The solution in this paper can be used across any application "because it leverages visual cues that are ubiquitous across interfaces." This system used a combination of computer vision, machine learning, input event data, and accessibility data. Targets were defined as "interactive elements that the user clicks on." The first level recognizers, used to provide a hypothesized target and location, were a Accessibility API recognizer, Difference Image Recognizer, Color Matching Recognizer, and Template Matching Recognizer. These are described in great detail in the paper.

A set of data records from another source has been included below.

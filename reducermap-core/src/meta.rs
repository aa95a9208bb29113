//! Per-cycle metadata and the stable dispatch reference.

use crate::action::{Action, Payload};
use serde_json::{Map, Value};
use std::{fmt, sync::Arc};

/// An options object bound to a handler, surfaced as [`Meta::helpers`].
pub type Options = Map<String, Value>;

/// A cloneable handle that enqueues a new action cycle on the container.
///
/// Clones share identity: [`Dispatcher::same_as`] holds for every clone of
/// the handle a container hands out, across the container's lifetime.
/// Calling it never re-enters the engine; the container runs the queued
/// cycle after the current one finishes.
pub struct Dispatcher<P = Payload> {
    inner: Arc<dyn Fn(Action<P>) + Send + Sync>,
}

impl<P> Dispatcher<P> {
    /// Wrap an enqueue function.
    pub fn new<F>(f: F) -> Self
    where
        F: Fn(Action<P>) + Send + Sync + 'static,
    {
        Self { inner: Arc::new(f) }
    }

    /// Request a new cycle for `action`.
    pub fn dispatch(&self, action: Action<P>) {
        (self.inner)(action);
    }

    /// Whether both handles refer to the same dispatch function.
    pub fn same_as(&self, other: &Self) -> bool {
        Arc::ptr_eq(&self.inner, &other.inner)
    }
}

impl<P> Clone for Dispatcher<P> {
    fn clone(&self) -> Self {
        Self {
            inner: self.inner.clone(),
        }
    }
}

impl<P> fmt::Debug for Dispatcher<P> {
    fn fmt(&self, f: &mut fmt::Formatter<'_>) -> fmt::Result {
        f.debug_struct("Dispatcher")
            .field("ptr", &Arc::as_ptr(&self.inner).cast::<()>())
            .finish()
    }
}

/// Metadata handed to every handler and interceptor during one cycle.
///
/// `dispatch` is present only for type-scoped handlers; `pre` and `post`
/// never see it. `helpers` is present only for handlers invoked with an
/// options object.
#[derive(Debug)]
pub struct Meta<'a, P = Payload> {
    kind: &'a str,
    dispatch: Option<&'a Dispatcher<P>>,
    helpers: Option<&'a Options>,
}

impl<'a, P> Meta<'a, P> {
    /// Metadata for the `pre`/`post` interceptors: type only.
    pub const fn intercept(kind: &'a str) -> Self {
        Self {
            kind,
            dispatch: None,
            helpers: None,
        }
    }

    /// Metadata for a type-scoped handler.
    pub const fn scoped(kind: &'a str, dispatch: Option<&'a Dispatcher<P>>) -> Self {
        Self {
            kind,
            dispatch,
            helpers: None,
        }
    }

    /// A copy of this metadata carrying `helpers`.
    pub const fn with_helpers(&self, helpers: Option<&'a Options>) -> Self {
        Self {
            kind: self.kind,
            dispatch: self.dispatch,
            helpers,
        }
    }

    /// The action type of the current cycle.
    pub const fn kind(&self) -> &'a str {
        self.kind
    }

    /// The stable dispatch reference, if visible to this handler.
    pub const fn dispatch(&self) -> Option<&'a Dispatcher<P>> {
        self.dispatch
    }

    /// The options object bound to this invocation.
    pub const fn helpers(&self) -> Option<&'a Options> {
        self.helpers
    }
}
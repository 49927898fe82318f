/**
 * Error Kind Registry
 *
 * This module defines the closed set of error kinds the API can report and
 * the registry that keeps their discriminators unique.
 *
 * # Kinds
 *
 * An `ErrorKind` is a descriptor, not an error: it fixes the discriminator,
 * HTTP status and operational flag that every failure of that kind carries.
 * Individual failures (`ApiError`) only supply a message and extra fields.
 *
 * | Kind                      | Status | Operational |
 * |---------------------------|--------|-------------|
 * | `ValidationError`         | 400    | yes         |
 * | `UnauthorizedError`       | 401    | yes         |
 * | `ForbiddenError`          | 403    | yes         |
 * | `NotFoundError`           | 404    | yes         |
 * | `MethodNotAllowedError`   | 405    | yes         |
 * | `ConflictError`           | 409    | yes         |
 * | `TooManyRequestsError`    | 429    | yes         |
 * | `DatabaseError`           | 500    | no          |
 * | `InternalServerError`     | 500    | no          |
 * | `ServiceUnavailableError` | 503    | yes         |
 *
 * # Adding Kinds
 *
 * Domain-specific kinds are declared as constants and registered:
 *
 * ```rust
 * use faultline::backend::error::kind::{ErrorKind, KindRegistry};
 *
 * const PAYMENT_REQUIRED: ErrorKind =
 *     ErrorKind::define("PaymentRequiredError", 402, true, "Payment required");
 *
 * let mut registry = KindRegistry::builtin();
 * registry.register(PAYMENT_REQUIRED).unwrap();
 * ```
 *
 * A status outside 100..=599 in a `const` definition fails compilation.
 */

use axum::http::StatusCode;
use std::collections::BTreeMap;
use std::fmt;
use std::hash::{Hash, Hasher};
use thiserror::Error;

/// Lowest status code a kind may declare
pub const MIN_STATUS: u16 = 100;

/// Highest status code a kind may declare
pub const MAX_STATUS: u16 = 599;

/// Immutable descriptor of one error kind
///
/// Two kinds are equal when their discriminators are equal; the other
/// attributes are never consulted for identity.
#[derive(Debug, Clone, Copy)]
pub struct ErrorKind {
    name: &'static str,
    status_code: u16,
    operational: bool,
    default_message: &'static str,
}

impl ErrorKind {
    pub const VALIDATION: ErrorKind =
        ErrorKind::define("ValidationError", 400, true, "Validation failed");
    pub const UNAUTHORIZED: ErrorKind =
        ErrorKind::define("UnauthorizedError", 401, true, "Unauthorized");
    pub const FORBIDDEN: ErrorKind = ErrorKind::define("ForbiddenError", 403, true, "Forbidden");
    pub const NOT_FOUND: ErrorKind =
        ErrorKind::define("NotFoundError", 404, true, "Resource not found");
    pub const METHOD_NOT_ALLOWED: ErrorKind =
        ErrorKind::define("MethodNotAllowedError", 405, true, "Method not allowed");
    pub const CONFLICT: ErrorKind =
        ErrorKind::define("ConflictError", 409, true, "Resource already exists");
    pub const TOO_MANY_REQUESTS: ErrorKind =
        ErrorKind::define("TooManyRequestsError", 429, true, "Too many requests");
    pub const DATABASE: ErrorKind =
        ErrorKind::define("DatabaseError", 500, false, "Database error");
    pub const INTERNAL: ErrorKind =
        ErrorKind::define("InternalServerError", 500, false, "Internal server error");
    pub const SERVICE_UNAVAILABLE: ErrorKind =
        ErrorKind::define("ServiceUnavailableError", 503, true, "Service unavailable");

    /// Define a kind in a const context
    ///
    /// # Panics
    ///
    /// Panics (at compile time when used in a `const`) if `status_code` is
    /// outside 100..=599 or `name` is empty.
    pub const fn define(
        name: &'static str,
        status_code: u16,
        operational: bool,
        default_message: &'static str,
    ) -> Self {
        assert!(
            status_code >= MIN_STATUS && status_code <= MAX_STATUS,
            "error kind status code must be in 100..=599"
        );
        assert!(!name.is_empty(), "error kind name must not be empty");
        Self {
            name,
            status_code,
            operational,
            default_message,
        }
    }

    /// Define a kind from values only known at runtime
    ///
    /// # Errors
    ///
    /// * `RegistryError::EmptyName` - `name` is empty
    /// * `RegistryError::InvalidStatus` - `status_code` is outside 100..=599
    pub fn checked(
        name: &'static str,
        status_code: u16,
        operational: bool,
        default_message: &'static str,
    ) -> Result<Self, RegistryError> {
        if name.is_empty() {
            return Err(RegistryError::EmptyName);
        }
        if !(MIN_STATUS..=MAX_STATUS).contains(&status_code) {
            return Err(RegistryError::InvalidStatus { name, status_code });
        }
        Ok(Self {
            name,
            status_code,
            operational,
            default_message,
        })
    }

    /// Discriminator, serialized as `name` in envelopes
    pub const fn name(&self) -> &'static str {
        self.name
    }

    pub const fn status_code(&self) -> u16 {
        self.status_code
    }

    /// Status code as an HTTP status
    pub fn status(&self) -> StatusCode {
        StatusCode::from_u16(self.status_code).unwrap_or(StatusCode::INTERNAL_SERVER_ERROR)
    }

    /// Whether the failure is expected and safe to describe to the caller
    pub const fn is_operational(&self) -> bool {
        self.operational
    }

    pub const fn default_message(&self) -> &'static str {
        self.default_message
    }

    /// Whether every attribute, not only the discriminator, matches
    pub fn same_attributes(&self, other: &ErrorKind) -> bool {
        self.name == other.name
            && self.status_code == other.status_code
            && self.operational == other.operational
            && self.default_message == other.default_message
    }
}

impl PartialEq for ErrorKind {
    fn eq(&self, other: &Self) -> bool {
        self.name == other.name
    }
}

impl Eq for ErrorKind {}

impl Hash for ErrorKind {
    fn hash<H: Hasher>(&self, state: &mut H) {
        self.name.hash(state);
    }
}

impl fmt::Display for ErrorKind {
    fn fmt(&self, f: &mut fmt::Formatter<'_>) -> fmt::Result {
        f.write_str(self.name)
    }
}

/// Every kind shipped with the crate
pub const BUILTIN_KINDS: [ErrorKind; 10] = [
    ErrorKind::VALIDATION,
    ErrorKind::UNAUTHORIZED,
    ErrorKind::FORBIDDEN,
    ErrorKind::NOT_FOUND,
    ErrorKind::METHOD_NOT_ALLOWED,
    ErrorKind::CONFLICT,
    ErrorKind::TOO_MANY_REQUESTS,
    ErrorKind::DATABASE,
    ErrorKind::INTERNAL,
    ErrorKind::SERVICE_UNAVAILABLE,
];

/// Errors raised while defining or registering kinds
#[derive(Debug, Error, Clone, PartialEq, Eq)]
pub enum RegistryError {
    #[error("error kind name must not be empty")]
    EmptyName,

    #[error("status code {status_code} of kind '{name}' is outside 100..=599")]
    InvalidStatus { name: &'static str, status_code: u16 },

    #[error("kind '{0}' is already registered with different attributes")]
    Duplicate(&'static str),
}

/// Set of kinds known to the dispatcher, keyed by discriminator
#[derive(Debug, Clone, Default)]
pub struct KindRegistry {
    kinds: BTreeMap<&'static str, ErrorKind>,
}

impl KindRegistry {
    /// Empty registry
    pub fn new() -> Self {
        Self::default()
    }

    /// Registry holding every built-in kind
    pub fn builtin() -> Self {
        let kinds = BUILTIN_KINDS.iter().map(|kind| (kind.name(), *kind)).collect();
        Self { kinds }
    }

    /// Register a kind
    ///
    /// Registering a descriptor identical to one already present is a no-op.
    ///
    /// # Errors
    ///
    /// Returns `RegistryError::Duplicate` if the discriminator is already bound
    /// to a descriptor with different attributes.
    pub fn register(&mut self, kind: ErrorKind) -> Result<(), RegistryError> {
        match self.kinds.get(kind.name()) {
            Some(existing) if existing.same_attributes(&kind) => Ok(()),
            Some(_) => Err(RegistryError::Duplicate(kind.name())),
            None => {
                self.kinds.insert(kind.name(), kind);
                Ok(())
            }
        }
    }

    /// Look up the canonical descriptor for a discriminator
    pub fn resolve(&self, name: &str) -> Option<ErrorKind> {
        self.kinds.get(name).copied()
    }

    pub fn contains(&self, name: &str) -> bool {
        self.kinds.contains_key(name)
    }

    /// Registered kinds in discriminator order
    pub fn iter(&self) -> impl Iterator<Item = &ErrorKind> {
        self.kinds.values()
    }

    pub fn len(&self) -> usize {
        self.kinds.len()
    }

    pub fn is_empty(&self) -> bool {
        self.kinds.is_empty()
    }
}
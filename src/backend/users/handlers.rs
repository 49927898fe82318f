/**
 * User Handlers
 *
 * This module implements the user endpoints:
 *
 * - `POST /api/users` - create a user
 * - `GET /api/users/{id}` - fetch a user by ID
 *
 * Handlers only raise failures; they never format error responses. Input is
 * validated before the database is touched, so validation errors are reported
 * even when no database is configured.
 */

use axum::{
    extract::{
        rejection::{JsonRejection, PathRejection},
        Path, State,
    },
    http::StatusCode,
    response::Json,
};
use serde::{Deserialize, Serialize};
use sqlx::PgPool;

use crate::backend::error::{ApiError, Failure};
use crate::backend::users::db::{find_user, insert_user, User};
use crate::shared::envelope::SuccessEnvelope;

/// Seconds a client should wait before retrying while the database is down
pub const DATABASE_RETRY_AFTER_SECS: u64 = 30;

/// Create user request
#[derive(Deserialize, Serialize, Debug, Default)]
pub struct CreateUserRequest {
    pub email: Option<String>,
    pub name: Option<String>,
}

/// User response
#[derive(Serialize, Deserialize, Debug, Clone, PartialEq)]
pub struct UserResponse {
    pub id: String,
    pub email: String,
    pub name: Option<String>,
    pub created_at: String,
}

impl From<User> for UserResponse {
    fn from(user: User) -> Self {
        Self {
            id: user.id.to_string(),
            email: user.email,
            name: user.name,
            created_at: user.created_at.to_rfc3339(),
        }
    }
}

/// Validate and normalize an email address
fn validate_email(email: Option<&str>) -> Result<String, ApiError> {
    let email = email.map(str::trim).unwrap_or_default();
    if email.is_empty() {
        return Err(ApiError::validation("Email is required")
            .with_extra("fields", serde_json::json!(["email"])));
    }
    if !email.contains('@') {
        return Err(ApiError::validation("Invalid email format")
            .with_extra("fields", serde_json::json!(["email"]))
            .with_extra("rule", "email"));
    }
    Ok(email.to_ascii_lowercase())
}

fn database_unavailable() -> ApiError {
    ApiError::service_unavailable("Database not configured", DATABASE_RETRY_AFTER_SECS)
}

/// Create user handler
///
/// # Errors
///
/// * `400 ValidationError` - body is not valid JSON, or email missing or malformed
/// * `409 ConflictError` - email already registered
/// * `503 ServiceUnavailableError` - database not configured
pub async fn create_user(
    State(pool): State<Option<PgPool>>,
    payload: Result<Json<CreateUserRequest>, JsonRejection>,
) -> Result<(StatusCode, Json<SuccessEnvelope<UserResponse>>), Failure> {
    let Json(request) = payload?;
    let email = validate_email(request.email.as_deref())?;
    let pool = pool.ok_or_else(database_unavailable)?;

    tracing::info!("Creating user: {}", email);
    let user = insert_user(&pool, email, request.name).await?;
    tracing::info!("User created: {}", user.id);

    Ok((StatusCode::CREATED, Json(SuccessEnvelope::new(user.into()))))
}

/// Get user handler
///
/// # Errors
///
/// * `400 ValidationError` - `id` is not valid UTF-8 or not a UUID
/// * `404 NotFoundError` - no such user
/// * `503 ServiceUnavailableError` - database not configured
pub async fn get_user(
    State(pool): State<Option<PgPool>>,
    path: Result<Path<String>, PathRejection>,
) -> Result<Json<SuccessEnvelope<UserResponse>>, Failure> {
    let Path(id) = path?;
    let id = uuid::Uuid::parse_str(&id).map_err(|_| {
        ApiError::validation("Invalid user id").with_extra("fields", serde_json::json!(["id"]))
    })?;
    let pool = pool.ok_or_else(database_unavailable)?;

    let user = find_user(&pool, id)
        .await?
        .ok_or_else(|| ApiError::not_found("User not found"))?;

    Ok(Json(SuccessEnvelope::new(user.into())))
}
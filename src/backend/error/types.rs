/**
 * API Error Types
 *
 * This module defines `ApiError`, a single classified failure. Its kind fixes
 * the status code and operational flag; the instance only adds a message,
 * flat extra fields and, for non-operational kinds, a captured stack.
 *
 * # Usage
 *
 * ```rust
 * use faultline::backend::error::ApiError;
 *
 * let err = ApiError::validation("Email is required")
 *     .with_extra("fields", serde_json::json!(["email"]));
 * assert_eq!(err.status_code(), 400);
 * ```
 */

use axum::http::StatusCode;
use serde_json::{Map, Value};
use std::backtrace::{Backtrace, BacktraceStatus};
use thiserror::Error;

use crate::backend::error::kind::ErrorKind;
use crate::shared::envelope::{ErrorEnvelope, RESERVED_FIELDS};

/// A failure classified under one `ErrorKind`
///
/// Instances are never mutated once handed to the dispatcher; the builder
/// methods consume `self`.
#[derive(Debug, Clone, Error)]
#[error("{kind}: {message}")]
pub struct ApiError {
    kind: ErrorKind,
    message: String,
    extra: Map<String, Value>,
    stack: Option<String>,
}

impl ApiError {
    /// Create an error of the given kind
    ///
    /// An empty message falls back to the kind's default message. A stack is
    /// captured for non-operational kinds only.
    pub fn new(kind: ErrorKind, message: impl Into<String>) -> Self {
        let stack = if kind.is_operational() {
            None
        } else {
            capture_stack()
        };
        Self::with_parts(kind, message.into(), stack)
    }

    /// Build from already-captured parts without taking a new stack
    pub(crate) fn with_parts(kind: ErrorKind, message: String, stack: Option<String>) -> Self {
        let message = if message.is_empty() {
            kind.default_message().to_string()
        } else {
            message
        };
        let stack = if kind.is_operational() { None } else { stack };
        Self {
            kind,
            message,
            extra: Map::new(),
            stack,
        }
    }

    /// Create an error carrying the kind's default message
    pub fn from_kind(kind: ErrorKind) -> Self {
        Self::new(kind, kind.default_message())
    }

    pub fn validation(message: impl Into<String>) -> Self {
        Self::new(ErrorKind::VALIDATION, message)
    }

    pub fn unauthorized(message: impl Into<String>) -> Self {
        Self::new(ErrorKind::UNAUTHORIZED, message)
    }

    pub fn forbidden(message: impl Into<String>) -> Self {
        Self::new(ErrorKind::FORBIDDEN, message)
    }

    pub fn not_found(message: impl Into<String>) -> Self {
        Self::new(ErrorKind::NOT_FOUND, message)
    }

    pub fn method_not_allowed(message: impl Into<String>) -> Self {
        Self::new(ErrorKind::METHOD_NOT_ALLOWED, message)
    }

    pub fn conflict(message: impl Into<String>) -> Self {
        Self::new(ErrorKind::CONFLICT, message)
    }

    /// Rate limit error with a `retryAfter` hint in seconds
    pub fn too_many_requests(message: impl Into<String>, retry_after_secs: u64) -> Self {
        Self::new(ErrorKind::TOO_MANY_REQUESTS, message).with_extra("retryAfter", retry_after_secs)
    }

    pub fn database(message: impl Into<String>) -> Self {
        Self::new(ErrorKind::DATABASE, message)
    }

    pub fn internal(message: impl Into<String>) -> Self {
        Self::new(ErrorKind::INTERNAL, message)
    }

    /// Service unavailable error with a `retryAfter` hint in seconds
    pub fn service_unavailable(message: impl Into<String>, retry_after_secs: u64) -> Self {
        Self::new(ErrorKind::SERVICE_UNAVAILABLE, message)
            .with_extra("retryAfter", retry_after_secs)
    }

    /// Add one extra field
    ///
    /// Keys that collide with the envelope's base fields (`name`, `message`,
    /// `statusCode`, `stack`) are ignored.
    pub fn with_extra(mut self, key: impl Into<String>, value: impl Into<Value>) -> Self {
        let key = key.into();
        if !RESERVED_FIELDS.contains(&key.as_str()) {
            self.extra.insert(key, value.into());
        }
        self
    }

    /// Replace the stack trace; ignored for operational kinds
    pub fn with_stack(mut self, stack: Option<String>) -> Self {
        if !self.kind.is_operational() {
            self.stack = stack;
        }
        self
    }

    /// Rebind to the canonical descriptor sharing this discriminator
    pub(crate) fn with_kind(mut self, kind: ErrorKind) -> Self {
        self.kind = kind;
        if kind.is_operational() {
            self.stack = None;
        }
        self
    }

    pub fn kind(&self) -> ErrorKind {
        self.kind
    }

    /// Kind discriminator
    pub fn name(&self) -> &'static str {
        self.kind.name()
    }

    pub fn status_code(&self) -> u16 {
        self.kind.status_code()
    }

    pub fn status(&self) -> StatusCode {
        self.kind.status()
    }

    pub fn is_operational(&self) -> bool {
        self.kind.is_operational()
    }

    pub fn message(&self) -> &str {
        &self.message
    }

    pub fn extra(&self) -> &Map<String, Value> {
        &self.extra
    }

    pub fn stack(&self) -> Option<&str> {
        self.stack.as_deref()
    }
}

/// Capability shared by everything that can be rendered as an error envelope
pub trait ToEnvelope {
    /// Build `{ name, message, statusCode, ...extra }`
    ///
    /// Must be deterministic and free of side effects. Stacks are attached by
    /// the dispatcher, never here.
    fn to_envelope(&self) -> ErrorEnvelope;
}

impl ToEnvelope for ApiError {
    fn to_envelope(&self) -> ErrorEnvelope {
        ErrorEnvelope::new(self.name(), self.message.clone(), self.status_code())
            .with_extra(self.extra.clone())
    }
}

/// Capture the current stack, if the platform supports it
pub(crate) fn capture_stack() -> Option<String> {
    let backtrace = Backtrace::force_capture();
    match backtrace.status() {
        BacktraceStatus::Captured => Some(backtrace.to_string()),
        _ => None,
    }
}
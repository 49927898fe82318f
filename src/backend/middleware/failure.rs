/**
 * Failure Middleware
 *
 * This module installs the failure dispatcher as the terminal failure
 * handler of a router. Every response is inspected once on its way out: if
 * it carries a parked `Failure`, the dispatcher replaces it with the final
 * error envelope.
 *
 * Handler panics are caught by `CatchPanicLayer` inside this middleware and
 * parked as unclassified failures, so they follow the same path.
 */

use axum::{
    extract::{Request, State},
    middleware::{self, Next},
    response::{IntoResponse, Response},
    Router,
};
use std::any::Any;
use std::sync::Arc;
use tower_http::catch_panic::CatchPanicLayer;

use crate::backend::error::{Defect, Failure, FailureDispatcher, RequestContext};

/// Dispatch the failure parked in a response, if any
///
/// The failure is removed from the response before dispatching, so it can
/// never be handled twice.
pub async fn dispatch_failures(
    State(dispatcher): State<Arc<FailureDispatcher>>,
    request: Request,
    next: Next,
) -> Response {
    let ctx = RequestContext::from_request(&request);
    let mut response = next.run(request).await;

    match response.extensions_mut().remove::<Failure>() {
        Some(failure) => dispatcher.dispatch(failure, &ctx),
        None => response,
    }
}

/// Turn a caught panic into a parked unclassified failure
pub fn panic_to_failure(payload: Box<dyn Any + Send + 'static>) -> Response {
    Failure::Unclassified(Defect::from_panic(payload.as_ref())).into_response()
}

/// Install failure handling on a router
///
/// Must be applied after every route and the fallback have been added, so that
/// the layers wrap all of them.
pub fn with_failure_handling<S>(router: Router<S>, dispatcher: Arc<FailureDispatcher>) -> Router<S>
where
    S: Clone + Send + Sync + 'static,
{
    router
        .layer(CatchPanicLayer::custom(panic_to_failure))
        .layer(middleware::from_fn_with_state(dispatcher, dispatch_failures))
}
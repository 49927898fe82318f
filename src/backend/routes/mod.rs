//! Route Configuration Module
//!
//! This module configures all HTTP routes for the backend server.
//!
//! # Architecture
//!
//! - **`router`** - Main router creation, fallback and failure handling
//! - **`api_routes`** - API endpoint handlers
//!
//! # Module Structure
//!
//! ```text
//! routes/
//! ├── mod.rs          - Module exports and documentation
//! ├── router.rs       - Main router creation
//! └── api_routes.rs   - API endpoint handlers
//! ```

/// Main router creation
pub mod router;

/// API endpoint handlers
pub mod api_routes;

// Re-export commonly used functions
pub use router::create_router;
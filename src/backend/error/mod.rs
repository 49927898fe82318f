//! Backend Error Module
//!
//! This module holds the error taxonomy of the API and the pipeline that turns
//! any failure into a JSON error envelope.
//!
//! # Architecture
//!
//! The error module is organized into focused submodules:
//!
//! - **`kind`** - `ErrorKind` descriptors and the `KindRegistry`
//! - **`types`** - `ApiError`, one classified failure
//! - **`driver`** - storage driver failure code translation
//! - **`failure`** - `Failure`, the value handlers return on error
//! - **`dispatcher`** - classify, log, redact and emit
//! - **`sink`** - failure logging
//! - **`conversion`** - `From` and `IntoResponse` implementations
//!
//! # Module Structure
//!
//! ```text
//! error/
//! ├── mod.rs        - Module exports and documentation
//! ├── kind.rs       - Error kinds and registry
//! ├── types.rs      - ApiError
//! ├── driver.rs     - Driver code translation
//! ├── failure.rs    - Failure and Defect
//! ├── dispatcher.rs - FailureDispatcher
//! ├── sink.rs       - FailureSink and TracingSink
//! └── conversion.rs - Error conversion implementations
//! ```
//!
//! # Example
//!
//! ```rust,no_run
//! use faultline::backend::error::{ApiError, Failure};
//!
//! async fn handler() -> Result<&'static str, Failure> {
//!     Err(ApiError::validation("Email is required").into())
//! }
//! ```

/// Error kinds and registry
pub mod kind;

/// Classified error type
pub mod types;

/// Storage driver translation
pub mod driver;

/// Handler failure values
pub mod failure;

/// Terminal failure dispatcher
pub mod dispatcher;

/// Failure logging
pub mod sink;

/// Error conversion implementations
pub mod conversion;

// Re-export commonly used types
pub use dispatcher::{FailureDispatcher, RequestContext, REDACTED_MESSAGE};
pub use driver::{translate, DriverCode, DriverFailure};
pub use failure::{install_panic_hook, Defect, Failure};
pub use kind::{ErrorKind, KindRegistry, RegistryError};
pub use sink::{FailureRecord, FailureSink, TracingSink};
pub use types::{ApiError, ToEnvelope};
//! Test servers and failure sinks

use axum::{routing::get, Router};
use axum_test::TestServer;
use std::sync::{Arc, Mutex};

use faultline::backend::error::{
    install_panic_hook, ApiError, Defect, DriverFailure, Failure, FailureDispatcher,
    FailureRecord, FailureSink, KindRegistry,
};
use faultline::backend::middleware::with_failure_handling;
use faultline::backend::routes::create_router;
use faultline::backend::server::AppState;
use faultline::shared::config::RuntimeMode;

/// Stack attached to the `/defect` route so envelopes are deterministic
pub const DEFECT_STACK: &str = "at load_profile (src/profile.rs:42)";

/// Sink that keeps every record in memory
#[derive(Default)]
pub struct RecordingSink {
    records: Mutex<Vec<FailureRecord>>,
}

impl RecordingSink {
    pub fn records(&self) -> Vec<FailureRecord> {
        self.records.lock().unwrap().clone()
    }

    pub fn last(&self) -> FailureRecord {
        self.records()
            .pop()
            .expect("no failure was recorded")
    }
}

impl FailureSink for RecordingSink {
    fn record(&self, record: &FailureRecord) {
        self.records.lock().unwrap().push(record.clone());
    }
}

/// Dispatcher with the built-in kinds and a recording sink
pub fn recording_dispatcher(mode: RuntimeMode) -> (Arc<FailureDispatcher>, Arc<RecordingSink>) {
    install_panic_hook();
    let sink = Arc::new(RecordingSink::default());
    let dispatcher = FailureDispatcher::new(mode, KindRegistry::builtin(), sink.clone());
    (Arc::new(dispatcher), sink)
}

async fn panicking_handler() -> &'static str {
    panic!("x is null")
}

/// Router raising one failure per route
pub fn scenario_router() -> Router {
    Router::new()
        .route("/ok", get(|| async { "ok" }))
        .route(
            "/validation",
            get(|| async { Err::<(), _>(ApiError::validation("Email is required")) }),
        )
        .route(
            "/duplicate",
            get(|| async { Err::<(), _>(Failure::from(DriverFailure::new("23505", "duplicate key"))) }),
        )
        .route(
            "/missing",
            get(|| async { Err::<(), _>(Failure::from(DriverFailure::new("P2025", "Record to delete does not exist."))) }),
        )
        .route(
            "/unmapped",
            get(|| async { Err::<(), _>(Failure::from(DriverFailure::new("P2010", "Raw query failed"))) }),
        )
        .route(
            "/defect",
            get(|| async {
                Err::<(), _>(Failure::Unclassified(Defect::with_stack(
                    "x is null",
                    Some(DEFECT_STACK.to_string()),
                )))
            }),
        )
        .route(
            "/database",
            get(|| async {
                Err::<(), _>(
                    ApiError::database("connection reset").with_extra("table", "users"),
                )
            }),
        )
        .route(
            "/retry",
            get(|| async { Err::<(), _>(ApiError::too_many_requests("Slow down", 60)) }),
        )
        .route("/panic", get(panicking_handler))
}

/// Test server over [`scenario_router`]
pub fn scenario_server(mode: RuntimeMode) -> (TestServer, Arc<RecordingSink>) {
    let (dispatcher, sink) = recording_dispatcher(mode);
    let app = with_failure_handling(scenario_router(), dispatcher);
    (TestServer::new(app).unwrap(), sink)
}

/// Test server over the application router without a database
pub fn app_server(mode: RuntimeMode) -> (TestServer, Arc<RecordingSink>) {
    let (dispatcher, sink) = recording_dispatcher(mode);
    let app = create_router(AppState::new(dispatcher, None));
    (TestServer::new(app).unwrap(), sink)
}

This technique successfully detected objects from a dataset of 1355 targets with 89% accuracy. Additionally, only 74% of the 1355 targets used could be detected using standard accessibility APIs. The group's hybrid technique was on average 7.2 pixels closer to the actual size of the targets than the Accessibility API alone. That 7.2 pixels represents 19.6% of the average height of the targets used. One limitation of the current implementation is that is can only capture images less than 300x300 pixels. The group believes this to be not a large limitation since larger items are easier to select. Another limitation is that this system is currently only supported on the Windows OS because it uses Microsoft Active Accessibility API. However, the group thinks they could easily extend this to other operating systems. Finally, the group believes by adding more first level recognizers it could further increase the results since this system used many different ones and outperformed all of them on a one-on-one basis.
Discussion:
I found this paper to be pretty interesting. I think it is good to upgrade an area that has so many practical applications and uses. Also, I like how this can be used for more "targets" and a wider spectrum of applications than the current Accessibility APIs. There were a few sentences that did not make sense and had obvious grammatical errors, but were not corrected. I'm a stickler for those types of things, so I think those things should be corrected on a paper like this. However, the fact remains that this is very good technology that has high practical uses.
I think that the data to be gathered from this method has to potential to lead into better ui design because we would be working with real world data vs scenarios. Also, it would be a plus if this could be packaged with applications.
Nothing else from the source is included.